Wende (pronounced “venda”) is a German word that translates into English as “transformation.” It commonly refers to the era of uncertainty and possibility leading up to and following the fall of the Berlin Wall in 1989 and the subsequent dissolution of the Soviet Union in 1991.
Embracing a spirit of continual transformation as part of its mission, the Wende aspires to reach beyond the conventional walls of a museum, placing equal value on international scholarship, community engagement, digital access, and creative experimentation.[2][3]
Founded in 2002, the Wende Museum holds one of the largest collections of art and artifacts from the Cold War era, which serves as a foundation for programs that illuminate political and cultural changes of the past, offer opportunities to make sense of a changing present, and inspire active participation in personal and social change for a better future.[4]
The Wende aims to explore and inspire change through
collecting, preserving, and providing open access to artwork, artifacts, archives, films, and personal histories that reflect underrepresented stories of the Cold War era (1945–1991);
promoting rigorous scholarship, educating students, and stimulating general interest through lectures, symposia, publications, and providing access to digitized collections;
presenting experimental exhibitions and interdisciplinary programming inspired by the collection;
Initially a collections-focused institution primarily accessed by researchers, the Wende has transformed into a 21st-century cultural organization that brings together art and history in dynamic community programming for all ages. In 2024, the Wende opened the three-story Glorya Kaufman Community Center, where the Wende and partner nonprofits offer cultural and educational programs to the community at no cost to participants.
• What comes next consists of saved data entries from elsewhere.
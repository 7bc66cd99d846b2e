//! Command handler for the Raindrop Sync JSON-lines protocol.
//!
//! Kept apart from `rpc_server.rs` so it can be tested without stdin/stdout.
//! `handle_message` parses a raw request, `handle_command` dispatches a typed
//! [`Command`] to the controller, the metadata store and the remote client.

use serde::{Deserialize, Serialize};
use serde_json::{json, Value};
use tracing::{debug, warn};

use crate::app::App;
use crate::services::sync_controller::NextSyncTime;
use crate::services::sync_engine::usable_url;
use crate::types::errors::{RemoteError, SyncError};
use crate::types::raindrop::NewItem;
use crate::types::settings::AutoSyncFrequency;
use crate::types::status::{SyncRequest, SyncTrigger};

/// A request understood by the dispatcher, tagged by `action`.
#[derive(Debug, Clone, PartialEq, Deserialize)]
#[serde(tag = "action", rename_all = "kebab-case")]
pub enum Command {
    StartSync {
        #[serde(default)]
        force: bool,
    },
    CancelSync,
    GetStatus,
    UpdateAutoSyncSettings {
        enabled: bool,
        #[serde(default)]
        frequency: Option<String>,
    },
    GetNextSyncTime,
    SaveToken {
        token: String,
    },
    TestConnection,
    AddItems {
        items: Vec<NewItem>,
    },
}

const KNOWN_ACTIONS: &[&str] = &[
    "start-sync",
    "cancel-sync",
    "get-status",
    "update-auto-sync-settings",
    "get-next-sync-time",
    "save-token",
    "test-connection",
    "add-items",
];

/// Uniform reply: `{success, message?, data?}`.
#[derive(Debug, Clone, PartialEq, Serialize)]
pub struct CommandResponse {
    pub success: bool,
    #[serde(skip_serializing_if = "Option::is_none")]
    pub message: Option<String>,
    #[serde(skip_serializing_if = "Option::is_none")]
    pub data: Option<Value>,
}

impl CommandResponse {
    pub fn ok(message: impl Into<String>) -> Self {
        Self { success: true, message: Some(message.into()), data: None }
    }

    pub fn with_data(data: Value) -> Self {
        Self { success: true, message: None, data: Some(data) }
    }

    pub fn fail(message: impl Into<String>) -> Self {
        Self { success: false, message: Some(message.into()), data: None }
    }
}

/// Parses `message` as a [`Command`] and dispatches it.
pub async fn handle_message(app: &App, message: &Value) -> CommandResponse {
    let Some(action) = message.get("action").and_then(Value::as_str) else {
        return CommandResponse::fail("missing action");
    };
    if !KNOWN_ACTIONS.contains(&action) {
        debug!(action, "unknown action");
        return CommandResponse::fail(format!("unknown action: {}", action));
    }
    match serde_json::from_value::<Command>(message.clone()) {
        Ok(command) => handle_command(app, command).await,
        Err(e) => CommandResponse::fail(format!("invalid {} request: {}", action, e)),
    }
}

/// Dispatches one command.
pub async fn handle_command(app: &App, command: Command) -> CommandResponse {
    match command {
        // ─── Sync lifecycle ───
        Command::StartSync { force } => {
            let request = SyncRequest { trigger: SyncTrigger::Manual, force };
            match app.controller.try_start(request).await {
                Ok(_) => CommandResponse::ok("Sync started"),
                Err(e) => CommandResponse::fail(e.to_string()),
            }
        }
        Command::CancelSync => {
            if app.controller.cancel() {
                CommandResponse::ok("Cancellation requested")
            } else {
                CommandResponse::fail("No sync in progress")
            }
        }
        Command::GetStatus => match serde_json::to_value(app.controller.get_status()) {
            Ok(status) => CommandResponse::with_data(status),
            Err(e) => CommandResponse::fail(e.to_string()),
        },

        // ─── Auto sync ───
        Command::UpdateAutoSyncSettings { enabled, frequency } => {
            let frequency = frequency.as_deref().map(AutoSyncFrequency::from_preference);
            match app.controller.update_auto_sync(enabled, frequency).await {
                Ok(alarm) => CommandResponse::with_data(json!({
                    "enabled": enabled,
                    "nextSyncTime": alarm.map(|a| a.scheduled_time),
                })),
                Err(e) => CommandResponse::fail(e.to_string()),
            }
        }
        Command::GetNextSyncTime => match app.controller.next_sync_time().await {
            Ok(NextSyncTime::At(at)) => CommandResponse::with_data(json!({ "nextSyncTime": at })),
            Ok(NextSyncTime::Disabled) => CommandResponse::fail("Auto sync is disabled"),
            Ok(NextSyncTime::Unscheduled) => CommandResponse::fail("No sync alarm scheduled"),
            Err(e) => CommandResponse::fail(e.to_string()),
        },

        // ─── Account ───
        Command::SaveToken { token } => {
            let token = token.trim();
            if token.is_empty() {
                return CommandResponse::fail("Please enter a token");
            }
            if let Err(e) = app.metadata.set_token(token).await {
                return CommandResponse::fail(e.to_string());
            }
            app.remote.set_token(Some(token));
            CommandResponse::ok("Token saved")
        }
        Command::TestConnection => test_connection(app).await,
        Command::AddItems { items } => add_items(app, items).await,
    }
}

async fn test_connection(app: &App) -> CommandResponse {
    match app.metadata.token().await {
        Ok(Some(_)) => {}
        Ok(None) => return CommandResponse::fail(SyncError::MissingToken.to_string()),
        Err(e) => return CommandResponse::fail(e.to_string()),
    }
    match app.remote.get_user().await {
        Ok(user) => CommandResponse::ok(format!(
            "Connection successful! Logged in as: {}",
            user.display_name()
        )),
        Err(RemoteError::InvalidToken) => {
            CommandResponse::fail("Connection failed: the API token was rejected")
        }
        Err(e) => CommandResponse::fail(format!("Connection failed: {}", e)),
    }
}

async fn add_items(app: &App, items: Vec<NewItem>) -> CommandResponse {
    if items.is_empty() {
        return CommandResponse::fail("No items provided");
    }
    let requested = items.len();
    let valid: Vec<NewItem> = items
        .into_iter()
        .filter(|item| usable_url(Some(&item.url)).is_some())
        .collect();
    if valid.len() < requested {
        warn!(dropped = requested - valid.len(), "add-items ignored entries without an http(s) url");
    }
    if valid.is_empty() {
        return CommandResponse::fail("No valid items provided");
    }

    match app.remote.create_items(&valid).await {
        Ok(created) => CommandResponse {
            success: true,
            message: Some(format!("Added {} of {} items", created.len(), requested)),
            data: Some(json!({ "items": created })),
        },
        Err(e) => CommandResponse::fail(e.to_string()),
    }
}
use serde::{Deserialize, Serialize};

/// A node of the native bookmark tree. Folders carry no URL.
#[derive(Debug, Clone, PartialEq, Serialize, Deserialize)]
pub struct BookmarkNode {
    pub id: String,
    pub parent_id: Option<String>,
    pub title: String,
    pub url: Option<String>,
    pub position: i32,
}

impl BookmarkNode {
    pub fn is_folder(&self) -> bool {
        self.url.is_none()
    }
}

/// Changes applied to an existing folder. `None` leaves a field as is.
#[derive(Debug, Clone, Default, PartialEq)]
pub struct FolderChanges {
    pub title: Option<String>,
    pub parent_id: Option<String>,
    /// Target index among the (new) parent's children, clamped to the end.
    pub index: Option<usize>,
}

impl FolderChanges {
    pub fn is_empty(&self) -> bool {
        self.title.is_none() && self.parent_id.is_none() && self.index.is_none()
    }
}

/// Changes applied to an existing bookmark. `None` leaves a field as is.
#[derive(Debug, Clone, Default, PartialEq)]
pub struct BookmarkChanges {
    pub title: Option<String>,
    pub url: Option<String>,
    pub parent_id: Option<String>,
}

impl BookmarkChanges {
    pub fn is_empty(&self) -> bool {
        self.title.is_none() && self.url.is_none() && self.parent_id.is_none()
    }
}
The Glorya Kaufman Community Center was named one of the “8 Best New Architecture Projects in L.A. for 2024.”[5]
Programming[6] highlights at the Wende Museum, the Wende’s Glorya Kaufman Community Center, and online include
In 2024, the Wende participated in Getty’s PST Art: Art and Science Collide with the exhibition Counter/Surveillance: Control, Privacy, Agency.[8] The Wende also participated in Getty’s PST Art Climate Impact Program.
The museum's East German collections are the subject of the books, Beyond the Wall: Art and Artifacts from the GDR/ Jenseits der Mauer. Kunst und Alltagsgegenstände aus der DDR (TASCHEN, 2014)[12] and The East German Handbook (TASCHEN, 2019).[13]
The museum was housed for more than a decade in an office park. In November 2012, the City Council of Culver City voted unanimously to approve a 75-year lease of the former United States National Guard Armory building on Culver Boulevard as the permanent location of the Wende Museum.[18][19] The Armory building was originally constructed in 1949 as the Cold War began to escalate, and was decommissioned in March 2011. Following renovations, the Wende Museum opened to the public at the Armory site in November 2017, designed in a spirit of transparency.[20][21]
The Wende's one-acre campus includes the Wende Museum, gardens, and Glorya Kaufman Community Center. In the garden is a former East German guardhouse that once monitored and controlled access to the Allgemeiner Deutscher Nachrichtendienst (ADN), the state-run, monopoly news agency of the German Democratic Republic. The guardhouse now plays host to installations that explore how a site of control can be reimagined by contemporary artists as a tool for critically examining our contemporary relationship to open communication and state power.[22][23]